Exercise directions:
Exactly as they appear, copy the lines from the start of the entries below to the line containing "from the right.", both ends included.

[Records from a data collection]
::::
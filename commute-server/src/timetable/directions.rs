//! Both directions of a commute in one request.

use chrono::{DateTime, Utc};
use chrono_tz::Europe::London;
use serde::Serialize;
use tracing::{debug, info};

use crate::darwin::{RailDataSource, generation_time};
use crate::domain::{Board, ClockTime, Crs, Itinerary};

use super::config::{TimetableConfig, UnmatchedStart};
use super::error::TimetableError;
use super::itinerary::{build_itinerary, soft_board};

/// Trains each way between two stations, plus the reference time used to
/// cut both lists off.
#[derive(Debug, Clone, PartialEq, Serialize)]
pub struct CommutePlan {
    /// Left to right: arrivals at the right station from the left.
    pub lr: Itinerary,
    /// Right to left: arrivals at the left station from the right.
    pub rl: Itinerary,
    pub now: ClockTime,
}

/// Build itineraries in both directions between `left` and `right`.
///
/// Both boards are queried concurrently. "now" comes from the left-to-right
/// board's generation time (the other board's if that one could not be
/// fetched, the UK wall clock if neither could), and one cutoff of
/// `now + horizon` applies to both directions.
pub async fn build_both_directions<S: RailDataSource>(
    source: &S,
    left: &Crs,
    right: &Crs,
    config: &TimetableConfig,
) -> Result<CommutePlan, TimetableError> {
    info!(%left, %right, "looking for trains");

    let (lr_board, rl_board) = tokio::join!(
        source.arrival_board(right, left, config.num_rows),
        source.arrival_board(left, right, config.num_rows),
    );
    let lr_board = soft_board(lr_board, right)?;
    let rl_board = soft_board(rl_board, left)?;

    let now = match lr_board.as_ref().or(rl_board.as_ref()) {
        Some(board) => generation_time(&board.generated_at)?,
        None => uk_clock(Utc::now())?,
    };
    let cutoff = now.plus_hours(config.horizon_hours);
    debug!(now = now.hours(), cutoff = cutoff.hours(), "reference time");

    let policy = config.unmatched_start;
    let (lr, rl) = tokio::try_join!(
        direction(source, lr_board.as_ref(), left, cutoff, policy),
        direction(source, rl_board.as_ref(), right, cutoff, policy),
    )?;

    info!(lr = lr.len(), rl = rl.len(), "commute plan built");

    Ok(CommutePlan { lr, rl, now })
}

async fn direction<S: RailDataSource>(
    source: &S,
    board: Option<&Board>,
    start: &Crs,
    cutoff: ClockTime,
    policy: UnmatchedStart,
) -> Result<Itinerary, TimetableError> {
    match board {
        Some(board) => build_itinerary(source, board, start, cutoff, policy).await,
        None => Ok(Itinerary::empty()),
    }
}

/// Wall-clock time in London, matching the times Darwin publishes
/// whatever the host's own zone is.
fn uk_clock(at: DateTime<Utc>) -> Result<ClockTime, TimetableError> {
    let uk = at.with_timezone(&London);
    Ok(ClockTime::from_24h(&uk.format("%H:%M").to_string())?)
}

#[cfg(test)]
mod tests {
    use chrono::TimeZone;

    use super::*;

    #[test]
    fn uk_clock_follows_british_summer_time() {
        let summer = Utc.with_ymd_and_hms(2024, 7, 1, 12, 0, 0).unwrap();
        assert_eq!(uk_clock(summer).unwrap().hours(), 13.0);
    }

    #[test]
    fn uk_clock_is_utc_in_winter() {
        let winter = Utc.with_ymd_and_hms(2024, 1, 15, 8, 45, 0).unwrap();
        assert_eq!(uk_clock(winter).unwrap().hours(), 8.75);
    }
}
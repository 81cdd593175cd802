//! Backfilling scheduled times that Darwin left off service details.

use crate::domain::{ServiceDetail, ServiceSummary};

use super::error::TimetableError;

/// Fill in the detail's scheduled time from the board summary if missing.
///
/// A time already on the detail is kept as-is. The summary is not touched.
/// Fails with `MissingSchedule` when neither side has a time, so no leg is
/// ever built with an undefined terminal time.
pub fn reconcile(
    summary: &ServiceSummary,
    mut detail: ServiceDetail,
) -> Result<ServiceDetail, TimetableError> {
    if detail.scheduled.is_none() {
        detail.scheduled = summary.scheduled.clone();
    }

    if detail.scheduled.is_none() {
        return Err(TimetableError::MissingSchedule {
            service_id: summary.service_id.clone(),
        });
    }

    Ok(detail)
}
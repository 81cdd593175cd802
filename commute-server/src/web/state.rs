//! Application state for the web layer.

use std::sync::Arc;

use crate::darwin::DarwinClient;
use crate::timetable::TimetableConfig;
use crate::weather::WeatherClient;

/// Shared application state.
///
/// Read-only after startup.
#[derive(Clone)]
pub struct AppState {
    /// Darwin API client
    pub darwin: Arc<DarwinClient>,

    /// Forecast API client
    pub weather: Arc<WeatherClient>,

    /// Itinerary building parameters
    pub config: Arc<TimetableConfig>,
}

impl AppState {
    pub fn new(darwin: DarwinClient, weather: WeatherClient, config: TimetableConfig) -> Self {
        Self {
            darwin: Arc::new(darwin),
            weather: Arc::new(weather),
            config: Arc::new(config),
        }
    }
}
//! Leg and itinerary types.
//!
//! A `Leg` is one train's run from the commuter's start station to the board
//! station, as a list of stops with decimal times. An `Itinerary` is the list
//! of legs for one direction.

use serde::Serialize;

use super::{ClockTime, Crs};

/// One stop on a leg.
#[derive(Debug, Clone, Copy, PartialEq, Serialize)]
pub struct LegStop {
    pub crs: Crs,
    pub time: ClockTime,
}

impl LegStop {
    pub fn new(crs: Crs, time: ClockTime) -> Self {
        Self { crs, time }
    }
}

/// A train's stops from the start station to the board station.
///
/// # Invariants
///
/// - Never empty: the terminal stop is always present and always last.
/// - Stops are in provider order; times are not re-sorted or checked.
#[derive(Debug, Clone, PartialEq, Serialize)]
#[serde(transparent)]
pub struct Leg {
    stops: Vec<LegStop>,
}

impl Leg {
    /// Build a leg from the chain stops followed by the terminal stop.
    pub fn new(chain: Vec<LegStop>, terminal: LegStop) -> Self {
        let mut stops = chain;
        stops.push(terminal);
        Self { stops }
    }

    pub fn stops(&self) -> &[LegStop] {
        &self.stops
    }

    /// The first stop. For a leg whose start station was found in the chain
    /// this is the start station; otherwise it is the terminal stop.
    pub fn first(&self) -> &LegStop {
        &self.stops[0]
    }

    pub fn terminal(&self) -> &LegStop {
        &self.stops[self.stops.len() - 1]
    }
}

/// Legs for one direction, in the provider's service order.
#[derive(Debug, Clone, Default, PartialEq, Serialize)]
#[serde(transparent)]
pub struct Itinerary {
    legs: Vec<Leg>,
}

impl Itinerary {
    pub fn new(legs: Vec<Leg>) -> Self {
        Self { legs }
    }

    pub fn empty() -> Self {
        Self::default()
    }

    pub fn legs(&self) -> &[Leg] {
        &self.legs
    }

    pub fn len(&self) -> usize {
        self.legs.len()
    }

    pub fn is_empty(&self) -> bool {
        self.legs.is_empty()
    }

    /// Keep only legs whose first stop is at or before `cutoff`.
    pub fn departing_by(self, cutoff: ClockTime) -> Self {
        let legs = self
            .legs
            .into_iter()
            .filter(|leg| leg.first().time <= cutoff)
            .collect();
        Self { legs }
    }
}

#[cfg(test)]
mod tests {
    use super::*;

    fn stop(crs: &str, hours: f64) -> LegStop {
        LegStop::new(Crs::parse(crs).unwrap(), ClockTime::from_hours(hours))
    }

    fn leg_starting_at(hours: f64) -> Leg {
        Leg::new(vec![stop("BHM", hours)], stop("KNN", hours + 0.5))
    }

    #[test]
    fn terminal_is_last() {
        let leg = Leg::new(vec![stop("BHM", 9.0), stop("SAA", 9.25)], stop("KNN", 9.5));
        assert_eq!(leg.stops().len(), 3);
        assert_eq!(leg.first().crs.as_str(), "BHM");
        assert_eq!(leg.terminal().crs.as_str(), "KNN");
    }

    #[test]
    fn terminal_only_leg() {
        let leg = Leg::new(Vec::new(), stop("KNN", 9.5));
        assert_eq!(leg.stops().len(), 1);
        assert_eq!(leg.first(), leg.terminal());
    }

    #[test]
    fn filter_keeps_legs_at_or_before_cutoff() {
        let itinerary = Itinerary::new(vec![
            leg_starting_at(9.5),
            leg_starting_at(10.0),
            leg_starting_at(10.5),
        ]);

        let kept = itinerary.departing_by(ClockTime::from_hours(10.0));

        assert_eq!(kept.len(), 2);
        assert_eq!(kept.legs()[0].first().time.hours(), 9.5);
        assert_eq!(kept.legs()[1].first().time.hours(), 10.0);
    }

    #[test]
    fn filter_keeps_order() {
        let itinerary = Itinerary::new(vec![leg_starting_at(9.75), leg_starting_at(9.25)]);
        let kept = itinerary.departing_by(ClockTime::from_hours(10.0));
        assert_eq!(kept.legs()[0].first().time.hours(), 9.75);
        assert_eq!(kept.legs()[1].first().time.hours(), 9.25);
    }

    #[test]
    fn serializes_as_nested_lists() {
        let itinerary = Itinerary::new(vec![Leg::new(vec![stop("BHM", 9.5)], stop("KNN", 9.75))]);
        let json = serde_json::to_value(&itinerary).unwrap();
        assert_eq!(
            json,
            serde_json::json!([[
                {"crs": "BHM", "time": 9.5},
                {"crs": "KNN", "time": 9.75}
            ]])
        );
    }
}
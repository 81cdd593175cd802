//! Conversion from Darwin DTOs to domain types.
//!
//! Station codes are validated here. Scheduled times are carried through as
//! raw strings; the timetable decides when and whether to parse them.

use chrono::{DateTime, NaiveDateTime};

use crate::domain::{
    Board, BoardKind, ClockTime, Crs, PreviousCall, ServiceDetail, ServiceSummary,
};

use super::types::{CallingPoint, ServiceDetails, StationBoard};

/// Error during DTO to domain conversion.
#[derive(Debug, Clone, thiserror::Error)]
pub enum ConversionError {
    /// Failed to parse a CRS code
    #[error("invalid CRS code: {0}")]
    InvalidCrs(String),

    /// Failed to parse the board generation timestamp
    #[error("invalid generation timestamp: {0}")]
    InvalidTimestamp(String),
}

/// Convert an arrival or departure board to a domain `Board`.
pub fn convert_station_board(
    board: &StationBoard,
    kind: BoardKind,
) -> Result<Board, ConversionError> {
    let station =
        Crs::parse(&board.crs).map_err(|_| ConversionError::InvalidCrs(board.crs.clone()))?;

    let services: Vec<ServiceSummary> = board
        .train_services
        .as_deref()
        .unwrap_or(&[])
        .iter()
        .map(|item| {
            ServiceSummary::new(
                item.service_id.clone(),
                kind.scheduled(item.sta.as_deref(), item.std.as_deref()),
            )
        })
        .collect();

    // An explicit `false` wins even if Darwin still sent a list.
    let services_available =
        board.are_services_available != Some(false) && board.train_services.is_some();

    Ok(Board {
        kind,
        station,
        generated_at: board.generated_at.clone(),
        services_available,
        services,
    })
}

/// Convert a `GetServiceDetails` response to a domain `ServiceDetail`.
///
/// Only the first previous-calling-point list is used; a missing list is an
/// empty chain.
pub fn convert_service_details(
    details: &ServiceDetails,
    service_id: &str,
    kind: BoardKind,
) -> Result<ServiceDetail, ConversionError> {
    let station =
        Crs::parse(&details.crs).map_err(|_| ConversionError::InvalidCrs(details.crs.clone()))?;

    let previous_calls = match &details.previous_calling_points {
        Some(arrays) if !arrays.is_empty() => arrays[0]
            .calling_point
            .iter()
            .map(calling_point_to_previous_call)
            .collect::<Result<Vec<_>, _>>()?,
        _ => Vec::new(),
    };

    Ok(ServiceDetail {
        service_id: service_id.to_string(),
        station,
        scheduled: kind
            .scheduled(details.sta.as_deref(), details.std.as_deref())
            .map(str::to_string),
        previous_calls,
    })
}

fn calling_point_to_previous_call(cp: &CallingPoint) -> Result<PreviousCall, ConversionError> {
    let station = Crs::parse(&cp.crs).map_err(|_| ConversionError::InvalidCrs(cp.crs.clone()))?;
    Ok(PreviousCall {
        station,
        scheduled: cp.st.clone(),
    })
}

/// Wall-clock time at which Darwin generated a response.
///
/// Takes the hour and minute in the timestamp's own offset (UK local time)
/// and runs them through the 24-hour codec.
pub fn generation_time(generated_at: &str) -> Result<ClockTime, ConversionError> {
    let hhmm = match DateTime::parse_from_rfc3339(generated_at) {
        Ok(dt) => dt.format("%H:%M").to_string(),
        Err(_) => NaiveDateTime::parse_from_str(generated_at, "%Y-%m-%dT%H:%M:%S%.f")
            .map_err(|_| ConversionError::InvalidTimestamp(generated_at.to_string()))?
            .format("%H:%M")
            .to_string(),
    };

    ClockTime::from_24h(&hhmm)
        .map_err(|_| ConversionError::InvalidTimestamp(generated_at.to_string()))
}
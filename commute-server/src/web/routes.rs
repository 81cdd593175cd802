//! HTTP route handlers.

use axum::body::Bytes;
use axum::{
    Json, Router,
    extract::{Query, State},
    http::StatusCode,
    response::IntoResponse,
    routing::{any, get},
};
use tower_http::trace::TraceLayer;
use tracing::{error, info, warn};

use crate::domain::Crs;
use crate::timetable::{CommutePlan, TimetableError, build_both_directions, departure_times};
use crate::weather::WeatherError;

use super::dto::*;
use super::state::AppState;

/// Create the application router.
pub fn create_router(state: AppState) -> Router {
    Router::new()
        .route("/health", get(health))
        .route("/trains", any(trains))
        .route("/localinfo", any(localinfo))
        .layer(TraceLayer::new_for_http())
        .with_state(state)
}

/// Health check endpoint.
async fn health() -> &'static str {
    "ok"
}

/// Trains both ways between two stations.
///
/// Parameters come from the query string, or from a JSON body when
/// `left_crs` is not in the query.
async fn trains(
    State(state): State<AppState>,
    Query(query): Query<TrainsParams>,
    body: Bytes,
) -> Result<Json<CommutePlan>, AppError> {
    let params = resolve(query, &body);
    let (Some(left), Some(right)) = (params.left_crs, params.right_crs) else {
        return Err(AppError::missing_parameters());
    };

    let left = parse_station("left_crs", &left)?;
    let right = parse_station("right_crs", &right)?;

    let plan = build_both_directions(state.darwin.as_ref(), &left, &right, &state.config).await?;

    Ok(Json(plan))
}

/// Weather for a postcode plus departures between two stations.
///
/// Same query-or-body resolution as `/trains`, keyed on `trainTo`.
async fn localinfo(
    State(state): State<AppState>,
    Query(query): Query<LocalInfoParams>,
    body: Bytes,
) -> Result<Json<LocalInfoResponse>, AppError> {
    let params = resolve(query, &body);
    let (Some(from), Some(to), Some(postcode)) =
        (params.train_from, params.train_to, params.weather)
    else {
        return Err(AppError::missing_parameters());
    };

    let from = parse_station("trainFrom", &from)?;
    let to = parse_station("trainTo", &to)?;

    let (weather, departures) = tokio::try_join!(
        async { state.weather.report(&postcode).await.map_err(AppError::from) },
        async {
            departure_times(state.darwin.as_ref(), &from, &to, state.config.num_rows)
                .await
                .map_err(AppError::from)
        },
    )?;

    info!(%from, %to, departures = departures.len(), "local info built");

    Ok(Json(LocalInfoResponse {
        weather,
        departures_times: departures,
    }))
}

fn parse_station(param: &str, value: &str) -> Result<Crs, AppError> {
    Crs::parse_trimmed(value).map_err(|e| AppError::BadRequest {
        message: format!("{param}: {e}"),
    })
}

/// Application error type.
///
/// Bad requests answer in plain text; everything else is a JSON
/// `ErrorResponse`.
#[derive(Debug)]
pub enum AppError {
    BadRequest { message: String },
    Internal { message: String },
}

impl AppError {
    fn missing_parameters() -> Self {
        AppError::BadRequest {
            message: "expected valid parameters".to_string(),
        }
    }
}

impl From<TimetableError> for AppError {
    fn from(e: TimetableError) -> Self {
        AppError::Internal {
            message: e.to_string(),
        }
    }
}

impl From<WeatherError> for AppError {
    fn from(e: WeatherError) -> Self {
        AppError::Internal {
            message: e.to_string(),
        }
    }
}

impl IntoResponse for AppError {
    fn into_response(self) -> axum::response::Response {
        match self {
            AppError::BadRequest { message } => {
                warn!(%message, "bad request");
                (StatusCode::BAD_REQUEST, message).into_response()
            }
            AppError::Internal { message } => {
                error!(%message, "request failed");
                let body = Json(ErrorResponse { error: message });
                (StatusCode::INTERNAL_SERVER_ERROR, body).into_response()
            }
        }
    }
}
//! Darwin LDBWS (Live Departure Boards) client.
//!
//! This module provides an HTTP client for the National Rail Darwin web
//! service, plus a mock that serves canned responses.
//!
//! Key characteristics of Darwin:
//! - Service IDs are **ephemeral** - only valid while the service appears
//!   on a board (~2 minutes after expected time)
//! - Times are in "HH:MM" format (UK local time)
//! - Plain arrival/departure boards carry no calling points, so every listed
//!   service needs a separate `GetServiceDetails` call
//! - `sta`/`std` on service details are omitted inconsistently

mod client;
mod convert;
mod error;
mod mock;
mod source;
mod types;

pub use client::{DEFAULT_BASE_URL, DarwinClient, DarwinConfig};
pub use convert::{
    ConversionError, convert_service_details, convert_station_board, generation_time,
};
pub use error::DarwinError;
pub use mock::{MockDarwinClient, MockFailure};
pub use source::RailDataSource;
pub use types::{ArrayOfCallingPoints, CallingPoint, ServiceDetails, ServiceItem, StationBoard};
//! Timetable derivation.
//!
//! Turns Darwin boards and service details into per-direction itineraries:
//! each listed service is expanded into its calling-point chain from the
//! commuter's start station to the board station, with decimal times, and
//! the list is cut off at a fixed horizon past the provider's "now".

mod config;
mod directions;
mod error;
mod itinerary;
mod leg;
mod reconcile;


pub use config::{TimetableConfig, UnmatchedStart};
pub use directions::{CommutePlan, build_both_directions};
pub use error::TimetableError;
pub use itinerary::{build_itinerary, departure_times};
pub use leg::{ChainStart, build_leg, find_start};
pub use reconcile::reconcile;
::::
Answer to this problem:
filename commute-server/src/timetable/directions.rs
//! Both directions of a commute in one request.

use chrono::{DateTime, Utc};
use chrono_tz::Europe::London;
use serde::Serialize;
use tracing::{debug, info};

use crate::darwin::{RailDataSource, generation_time};
use crate::domain::{Board, ClockTime, Crs, Itinerary};

use super::config::{TimetableConfig, UnmatchedStart};
use super::error::TimetableError;
use super::itinerary::{build_itinerary, soft_board};

/// Trains each way between two stations, plus the reference time used to
/// cut both lists off.
#[derive(Debug, Clone, PartialEq, Serialize)]
pub struct CommutePlan {
    /// Left to right: arrivals at the right station from the left.
    pub lr: Itinerary,
    /// Right to left: arrivals at the left station from the right.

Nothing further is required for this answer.